Mom asked: What lamp?
Farewell Old House~
I don't know if I will see the interior of my childhood house ever again. Not only did we go through all it's contents- the old metallic Christmas tree circa the 60's. My sisters Disc-GO-case, packed full of the records known as 45's that had single tunes on each side. I went through them to reminisce- Louie Louie, Come Together, She Loves You, Come on down to my Boat Baby, Hair, Let the Sunshine/Aquarious, Sky Rider. We wrote our names on our records, but apparently shared the case.
A lovely powder blue plastic that Maureen artfully put mod flower power flower stickers on. Downright Groovy.
Because I live a far distance, anything I would be keeping, would have to be something I would be willing to pay to ship. But I am a sentimental girl who craved heirloom things. Stuff Grandma gave Mom & now passing into my generation. The silverware set, the depression era wine goblets. Do I NEED more forks or glasses? No, not really-- but this stuff is special, and I want momentos- things I can pass on to my kids.
So let's just say it cost a small fortune to ship those things- even at the ground rate (least expensive), but I want that link & connection. These items are NOT going to sit & collect dust either. Life is for living & I am not going to save things for another day that may never come. I do have a new perspective about living life now & don;t postpone joy. Cheers- or Nasdrovia (Russian for to your good health??)
Example of how things went...
The car. Mom's car sat for a year in the garage. We were to get it, so I could have transportation when my sister returned to work the 2nd week I was there. The battery was dead, and the back tire very low. My Sister had it towed, and a new battery installed, oil changed & tire addressed. Good to go. Not exactly.

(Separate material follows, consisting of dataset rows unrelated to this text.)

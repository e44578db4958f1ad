use crate::attributes::*;
use crate::message::*;
use crc::{CRC_32_ISO_HDLC, Crc};
use shared::error::*;

/// FingerprintAttr represents FINGERPRINT attribute.
///
/// RFC 5389 Section 15.5
pub struct FingerprintAttr;

/// FINGERPRINT is shorthand for FingerprintAttr.
pub const FINGERPRINT: FingerprintAttr = FingerprintAttr {};

pub const FINGERPRINT_XOR_VALUE: u32 = 0x5354554e;
pub const FINGERPRINT_SIZE: usize = 4; // 32 bit

/// fingerprint_value returns CRC-32 of b XOR-ed by 0x5354554e.
///
/// The value of the attribute is computed as the CRC-32 of the STUN message
/// up to (but excluding) the FINGERPRINT attribute itself, XOR'ed with
/// the 32-bit value 0x5354554e (the XOR helps in cases where an
/// application packet is also using CRC-32 in it).
pub fn fingerprint_value(b: &[u8]) -> u32 {
    let checksum = Crc::<u32>::new(&CRC_32_ISO_HDLC).checksum(b);
    checksum ^ FINGERPRINT_XOR_VALUE // XOR
}

impl Setter for FingerprintAttr {
    /// add_to adds fingerprint to message.
    fn add_to(&self, m: &mut Message) -> Result<()> {
        let l = m.length;
        // length in header should include size of fingerprint attribute
        m.length += (FINGERPRINT_SIZE + ATTRIBUTE_HEADER_SIZE) as u32;
        m.write_length();
        let val = fingerprint_value(&m.raw);
        m.length = l;
        m.add(ATTR_FINGERPRINT, &val.to_be_bytes());
        Ok(())
    }
}

impl FingerprintAttr {
    /// check reads the fingerprint value from m and verifies it against raw.
    pub fn check(&self, m: &Message) -> Result<()> {
        let b = m.get(ATTR_FINGERPRINT)?;
        check_size(ATTR_FINGERPRINT, b.len(), FINGERPRINT_SIZE)?;
        let val = u32::from_be_bytes([b[0], b[1], b[2], b[3]]);
        let attr_start =
            MESSAGE_HEADER_SIZE + m.length as usize - (FINGERPRINT_SIZE + ATTRIBUTE_HEADER_SIZE);
        let expected = fingerprint_value(&m.raw[..attr_start]);
        if val == expected {
            Ok(())
        } else {
            Err(Error::ErrFingerprintMismatch)
        }
    }
}
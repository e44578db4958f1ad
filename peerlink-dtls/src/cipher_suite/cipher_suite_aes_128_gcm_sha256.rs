use super::*;
use crate::crypto::crypto_gcm::*;
use crate::prf::*;

const PRF_MAC_LEN: usize = 0;
const PRF_KEY_LEN: usize = 16;
const PRF_IV_LEN: usize = 4;

#[derive(Default)]
pub struct CipherSuiteAes128GcmSha256 {
    gcm: Option<CryptoGcm>,
}

impl CipherSuiteAes128GcmSha256 {
    pub fn new() -> Self {
        CipherSuiteAes128GcmSha256 { gcm: None }
    }
}

impl CipherSuite for CipherSuiteAes128GcmSha256 {
    fn to_string(&self) -> String {
        "TLS_ECDHE_ECDSA_WITH_AES_128_GCM_SHA256".to_owned()
    }

    fn id(&self) -> CipherSuiteId {
        CipherSuiteId::Tls_Ecdhe_Ecdsa_With_Aes_128_Gcm_Sha256
    }

    fn certificate_type(&self) -> ClientCertificateType {
        ClientCertificateType::EcdsaSign
    }

    fn is_initialized(&self) -> bool {
        self.gcm.is_some()
    }

    fn init(
        &mut self,
        master_secret: &[u8],
        client_random: &[u8],
        server_random: &[u8],
        is_client: bool,
    ) -> Result<()> {
        let keys = prf_encryption_keys(
            master_secret,
            client_random,
            server_random,
            PRF_MAC_LEN,
            PRF_KEY_LEN,
            PRF_IV_LEN,
        )?;

        self.gcm = Some(if is_client {
            CryptoGcm::new(
                &keys.client_write_key,
                &keys.client_write_iv,
                &keys.server_write_key,
                &keys.server_write_iv,
            )?
        } else {
            CryptoGcm::new(
                &keys.server_write_key,
                &keys.server_write_iv,
                &keys.client_write_key,
                &keys.client_write_iv,
            )?
        });

        Ok(())
    }

    fn encrypt(&self, pkt_rlh: &RecordLayerHeader, raw: &[u8]) -> Result<Vec<u8>> {
        match &self.gcm {
            Some(gcm) => gcm.encrypt(pkt_rlh, raw),
            None => Err(Error::OtherDtlsErr(
                "CipherSuite has not been initialized, unable to encrypt".to_owned(),
            )),
        }
    }

    fn decrypt(&self, input: &[u8]) -> Result<Vec<u8>> {
        match &self.gcm {
            Some(gcm) => gcm.decrypt(input),
            None => Err(Error::OtherDtlsErr(
                "CipherSuite has not been initialized, unable to decrypt".to_owned(),
            )),
        }
    }
}
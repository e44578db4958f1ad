#![warn(rust_2018_idioms)]
#![allow(dead_code)]

#[cfg(feature = "crypto")]
pub mod crypto;

pub mod error;
#[cfg(feature = "replay")]
pub mod replay_detector;
pub(crate) mod transport;
pub mod util;

pub use transport::{FourTuple, TaggedBytesMut, TransportContext, TransportMessage, TransportProtocol};
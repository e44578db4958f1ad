use crate::crypto::*;
use shared::error::*;

use std::fmt;

/// HashAlgorithm is used to indicate the hash algorithm used
/// <https://tools.ietf.org/html/rfc5246#section-7.4.1.4.1>
#[derive(Copy, Clone, PartialEq, Eq, Debug)]
pub enum HashAlgorithm {
    Sha256 = 4,
    Unsupported,
}

impl From<u8> for HashAlgorithm {
    fn from(val: u8) -> Self {
        match val {
            4 => HashAlgorithm::Sha256,
            _ => HashAlgorithm::Unsupported,
        }
    }
}

impl fmt::Display for HashAlgorithm {
    fn fmt(&self, f: &mut fmt::Formatter<'_>) -> fmt::Result {
        match *self {
            HashAlgorithm::Sha256 => write!(f, "sha-256"),
            _ => write!(f, "unknown or unsupported hash algorithm"),
        }
    }
}

/// SignatureAlgorithm as defined in <https://tools.ietf.org/html/rfc5246#section-7.4.1.4.1>
#[derive(Copy, Clone, PartialEq, Eq, Debug)]
pub enum SignatureAlgorithm {
    Ecdsa = 3,
    Unsupported,
}

impl From<u8> for SignatureAlgorithm {
    fn from(val: u8) -> Self {
        match val {
            3 => SignatureAlgorithm::Ecdsa,
            _ => SignatureAlgorithm::Unsupported,
        }
    }
}

/// SignatureHashAlgorithm is a signature/hash algorithm pair
#[derive(Copy, Clone, PartialEq, Eq, Debug)]
pub struct SignatureHashAlgorithm {
    pub hash: HashAlgorithm,
    pub signature: SignatureAlgorithm,
}

/// ecdsa_secp256r1_sha256, the only scheme both offered and accepted.
pub const ECDSA_SECP256R1_SHA256: SignatureHashAlgorithm = SignatureHashAlgorithm {
    hash: HashAlgorithm::Sha256,
    signature: SignatureAlgorithm::Ecdsa,
};

impl SignatureHashAlgorithm {
    pub fn is_supported(&self) -> bool {
        self.hash != HashAlgorithm::Unsupported && self.signature != SignatureAlgorithm::Unsupported
    }

    /// is_compatible checks that given private key is compatible with the signature scheme.
    pub(crate) fn is_compatible(&self, private_key: &CryptoPrivateKey) -> bool {
        match &private_key.kind {
            CryptoPrivateKeyKind::Ecdsa256(_) => self.signature == SignatureAlgorithm::Ecdsa,
        }
    }
}

pub(crate) fn default_signature_schemes() -> Vec<SignatureHashAlgorithm> {
    vec![ECDSA_SECP256R1_SHA256]
}

/// select Signature Scheme returns most preferred and compatible scheme.
pub(crate) fn select_signature_scheme(
    sigs: &[SignatureHashAlgorithm],
    private_key: &CryptoPrivateKey,
) -> Result<SignatureHashAlgorithm> {
    for ss in sigs {
        if ss.is_supported() && ss.is_compatible(private_key) {
            return Ok(*ss);
        }
    }

    Err(Error::ErrNoAvailableSignatureSchemes)
}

the City Sticker had expired. So my sister got that updated. The State license tag expired april 1st, but in order to get the tag, the car had to be emissions tested first! Done & done. All that probably cost upwards of $400 bucks- but it is now up & running & legal. The plan is to sell the car. A 1997 vehicle that has 29,000 miles on it!
The car had to be running in order to sell it. But this is a sampling of how what seemed like simple projects turned into multi layered complex issues. We also discovered, visitor day permits were required for vehicles, or you get a $50 dollar ticket. A lot of things with the house, lamp, car etc... were like this- hoops and hurdles we'd not considered kept popping up... and somehow we cleared them all.
So time marches forward, and life is full of unknowns.
The day we were driving home from Mom's house, after Salvation Army packed the bulk of everything out, on the radio in the car they were playing a Bob Hope tune-- Thanks for the Memories.